The dataset consists of several features, such as:

  • Movie Name: The title of the movie.
  • Certificate: The certificate or rating assigned to the movie.
  • Duration: The duration of the movie in minutes.
  • Genre: The genre(s) to which the movie belongs.
  • IMDb Rating: The IMDb rating of the movie.
  • Metascore: The Metascore rating of the movie.
  • Director: The director of the movie.
  • Stars: The main cast members of the movie.
  • Votes: The number of user votes/ratings the movie has received.
  • Grossed in $: The gross earnings in dollars (if available).
  • Plot: A brief summary or plot description of the movie.

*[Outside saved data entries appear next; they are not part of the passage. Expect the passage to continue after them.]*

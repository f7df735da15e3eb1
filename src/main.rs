use kp_form::{config, routes, state};
use std::sync::Arc;

#[tokio::main]
async fn main() -> Result<(), Box<dyn std::error::Error + Send + Sync>> {
    tracing_subscriber::fmt()
        .with_env_filter(
            tracing_subscriber::EnvFilter::try_from_default_env()
                .unwrap_or_else(|_| "kp_form=info,tower_http=info".into()),
        )
        .init();

    let config = config::Config::from_env()?;
    let addr = format!("{}:{}", config.host, config.port);
    let state = Arc::new(state::AppState::new(config)?);

    let app = routes::router(state);

    tracing::info!("Server listening on http://{}", addr);

    let listener = tokio::net::TcpListener::bind(&addr).await?;
    axum::serve(listener, app).await?;

    Ok(())
}
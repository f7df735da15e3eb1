use clap::Parser;
use kp_form::client::{FormState, StatusLevel, SubmitOutcome, Submitter};
use kp_form::proposal::{Attachment, Proposal, CURRENCIES};
use std::path::{Path, PathBuf};
use std::process::ExitCode;
use std::time::Duration;

#[derive(Parser)]
#[command(name = "kp-submit")]
#[command(about = "Validate and submit a business proposal", long_about = None)]
struct Cli {
    /// Submission endpoint, usually the proxy's /api/kp
    #[arg(long, env = "GAS_ENDPOINT")]
    endpoint: Option<String>,

    #[arg(long, default_value_t = 60)]
    timeout_secs: u64,

    #[arg(long, default_value = "")]
    company_name: String,

    #[arg(long, default_value = "")]
    proposal_title: String,

    #[arg(long, default_value = "")]
    amount: String,

    #[arg(long, value_parser = currency_parser())]
    currency: Option<String>,

    /// Proposal date, YYYY-MM-DD
    #[arg(long, default_value = "")]
    proposal_date: String,

    #[arg(long, default_value = "")]
    email: String,

    #[arg(long, default_value = "")]
    source_link: String,

    /// File to attach
    #[arg(long)]
    file: Option<PathBuf>,

    /// Agree to personal data processing
    #[arg(long)]
    consent: bool,
}

fn currency_parser() -> clap::builder::PossibleValuesParser {
    clap::builder::PossibleValuesParser::new(CURRENCIES.iter().copied())
}

fn read_attachment(path: &Path) -> std::io::Result<Attachment> {
    let data = std::fs::read(path)?;
    let file_name = path
        .file_name()
        .and_then(|n| n.to_str())
        .unwrap_or("file")
        .to_string();
    Ok(Attachment {
        file_name,
        content_type: None,
        data,
    })
}

fn print_form(form: &FormState) {
    for (field, messages) in form.errors.iter() {
        eprintln!("  {}: {}", field, messages.join("; "));
    }
    match &form.status {
        Some(status) if status.level == StatusLevel::Error => eprintln!("{}", status.message),
        Some(status) => println!("{}", status.message),
        None => {}
    }
}

#[tokio::main]
async fn main() -> Result<ExitCode, Box<dyn std::error::Error>> {
    tracing_subscriber::fmt()
        .with_env_filter(
            tracing_subscriber::EnvFilter::try_from_default_env()
                .unwrap_or_else(|_| "kp_form=warn".into()),
        )
        .with_writer(std::io::stderr)
        .init();

    let cli = Cli::parse();

    let proposal_file = match &cli.file {
        Some(path) => Some(
            read_attachment(path)
                .map_err(|e| format!("Cannot read {}: {}", path.display(), e))?,
        ),
        None => None,
    };

    let mut form = FormState::new(Proposal {
        company_name: cli.company_name,
        proposal_title: cli.proposal_title,
        amount: cli.amount,
        currency: cli.currency.unwrap_or_default(),
        proposal_date: cli.proposal_date,
        email: cli.email,
        source_link: cli.source_link,
        proposal_file,
        consent: cli.consent,
        client_timestamp: None,
    });

    let submitter =
        Submitter::new(cli.endpoint)?.with_timeout(Duration::from_secs(cli.timeout_secs));
    let outcome = submitter.submit(&mut form).await;
    print_form(&form);

    Ok(match outcome {
        SubmitOutcome::Sent => ExitCode::SUCCESS,
        _ => ExitCode::FAILURE,
    })
}
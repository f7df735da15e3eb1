use std::path::PathBuf;
use std::time::Duration;

/// Hard cap on an uploaded file accepted by the proxy.
pub const MAX_UPLOAD_BYTES: usize = 25 * 1024 * 1024;

#[derive(Clone, Debug)]
pub struct Config {
    pub upstream_url: Option<String>,
    pub static_folder: PathBuf,
    pub upstream_timeout: Duration,
    pub max_upload_bytes: usize,
    pub host: String,
    pub port: u16,
}

impl Config {
    /// Defaults for everything except the upstream endpoint.
    pub fn new(upstream_url: Option<String>) -> Self {
        Self {
            upstream_url,
            static_folder: PathBuf::from("public"),
            upstream_timeout: Duration::from_secs(60),
            max_upload_bytes: MAX_UPLOAD_BYTES,
            host: "0.0.0.0".to_string(),
            port: 3000,
        }
    }

    pub fn from_env() -> Result<Self, Box<dyn std::error::Error + Send + Sync>> {
        dotenvy::dotenv().ok();

        let upstream_url = match std::env::var("GAS_ENDPOINT") {
            Ok(url) if !url.trim().is_empty() => {
                let url = url.trim().to_string();
                reqwest::Url::parse(&url)
                    .map_err(|e| format!("GAS_ENDPOINT is not a valid URL: {}", e))?;
                Some(url)
            }
            _ => {
                tracing::warn!(
                    "GAS_ENDPOINT is not set; /api/kp will answer with a configuration error"
                );
                None
            }
        };

        let base_dir = std::env::current_dir().unwrap_or_else(|_| PathBuf::from("."));
        let static_folder = base_dir.join(
            std::env::var("STATIC_FOLDER").unwrap_or_else(|_| "public".to_string()),
        );

        let upstream_timeout = Duration::from_secs(
            std::env::var("UPSTREAM_TIMEOUT_SECS")
                .ok()
                .and_then(|s| s.parse().ok())
                .unwrap_or(60),
        );

        let host = std::env::var("HOST").unwrap_or_else(|_| "0.0.0.0".to_string());
        let port: u16 = std::env::var("PORT")
            .unwrap_or_else(|_| "3000".to_string())
            .parse()
            .unwrap_or(3000);

        Ok(Self {
            upstream_url,
            static_folder,
            upstream_timeout,
            max_upload_bytes: MAX_UPLOAD_BYTES,
            host,
            port,
        })
    }
}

The things done on this dataset are

  • Preparation Data
  • Data Cleaning (Missing Values, Duplicated Check)
  • Data Understanding
  • Exploratory Data Analysis
    • Univariate Analysis
    • Bivariate Analysis
    • Multivariate Analysis
  • EDA Conclusion

Here the results:

  1. There are missing values in the dataset, in the columns Metascore and Certificate by a total of 158 or 15.8% and no Duplicate Data
  2. In the Genre column there are several values and in 1 movie there are multiple genres
  3. There are special character strings and multiple value in Stars column, so here we separate them into a list so that we can see in which Stars the movie appears the most
  4. It can be seen that there are most movies with the genre of Drama and 'R' (Rated) certificate also majority of movies that have a mixture of various genres in the movie.
  5. Duration, IMDb Rating, Metascore have a normal distribution while Votes, and Grossed have a distribution skewed to the right (Mean > median)
  6. There are outliers in the numerical data, which is in the Duration column where there is a movie that is more than 300 minutes in duration but after observing these data is normal.
  7. There is a strong correlation between IMDB Rating with Votes and Grossed in dollars, it can be concluded that the higher the rating, the more votes are given and the higher the grossed revenue obtained. A strong correlation is also found in Votes and Grossed in dollars, it could be that the information contained is redundant information.
  8. After analysis the highest Metascore does not affect the high Grossed Revenue and it can be seen that even the most maximal Metascore still gets a small Grossed Revenue. It can be concluded that Grossed Revenue is not affected by Metascore
  9. Majority of movie durations are between 100 - 140 minutes.
  10. The movie is dominated by multiple genres, which means that in 1 movie there are 3 types of genres
  11. The movie have longest duration is Gangs of Wasseypur then Hamlet, Zack Snyder's Justice League, Gone With The Wind, Once Upon a Time in America
  12. The Top Movie by IMDb Rating in IMBD's 1000 Movies is The Shawshank Redemption then The Godfather, The Dark Knight, Schindler List and The Lord of the Rings: The Return of the King but it turns out that even the best rating does not always result in high Grossed Revenue because it can be seen that the second highest rated The Godfather has a Grossed Revenue that is not higher than The Matrix, Interstellar and Inception which were previously not included in the Top 10 highest rated movies. It can also be seen that Schindler's List and 12 Angry Men are not included at all in the Top 10 Movies with the highest Grossed Revenue.
  13. Top Movies according to Metascore are equally strong with a rating of 100 including the movie Three Colors: Red to The Leopard
  14. The Top Stars in IMBD's 1000 Movies is Robert De Niro then Tom Hanks, Al Pacino, Matt Damon, Brad Pitt
  15. The Top Directors in IMBD's 1000 Movies are Alfred Hitchcock and Akira Kurowasa but the director who earned Highest Grossed Revenue from their movie is Christopher Nolan
  16. After analyzing the movies that contributed the most to Director Christopher Nolan's Grossed Revenue, it turns out the movies that have the highest Grossed Revenue are The Dark Knight then Inception, Interstellar, The Dark Knight Rises and Batman Begins. It can also be seen that the Batman sequel or The Dark Knight is the highest or main contribution to Christopher Nolan's Grossed Revenue.
  17. Every movie mostly contains the words "Life, Find, Man, Two, Family and Young". Maybe these words are found in the Drama genre, therefore it must be further analyzed the words on the plot in the drama genre where the Drama Genre is the most popular movie in the Top 1000 IMDb Rating.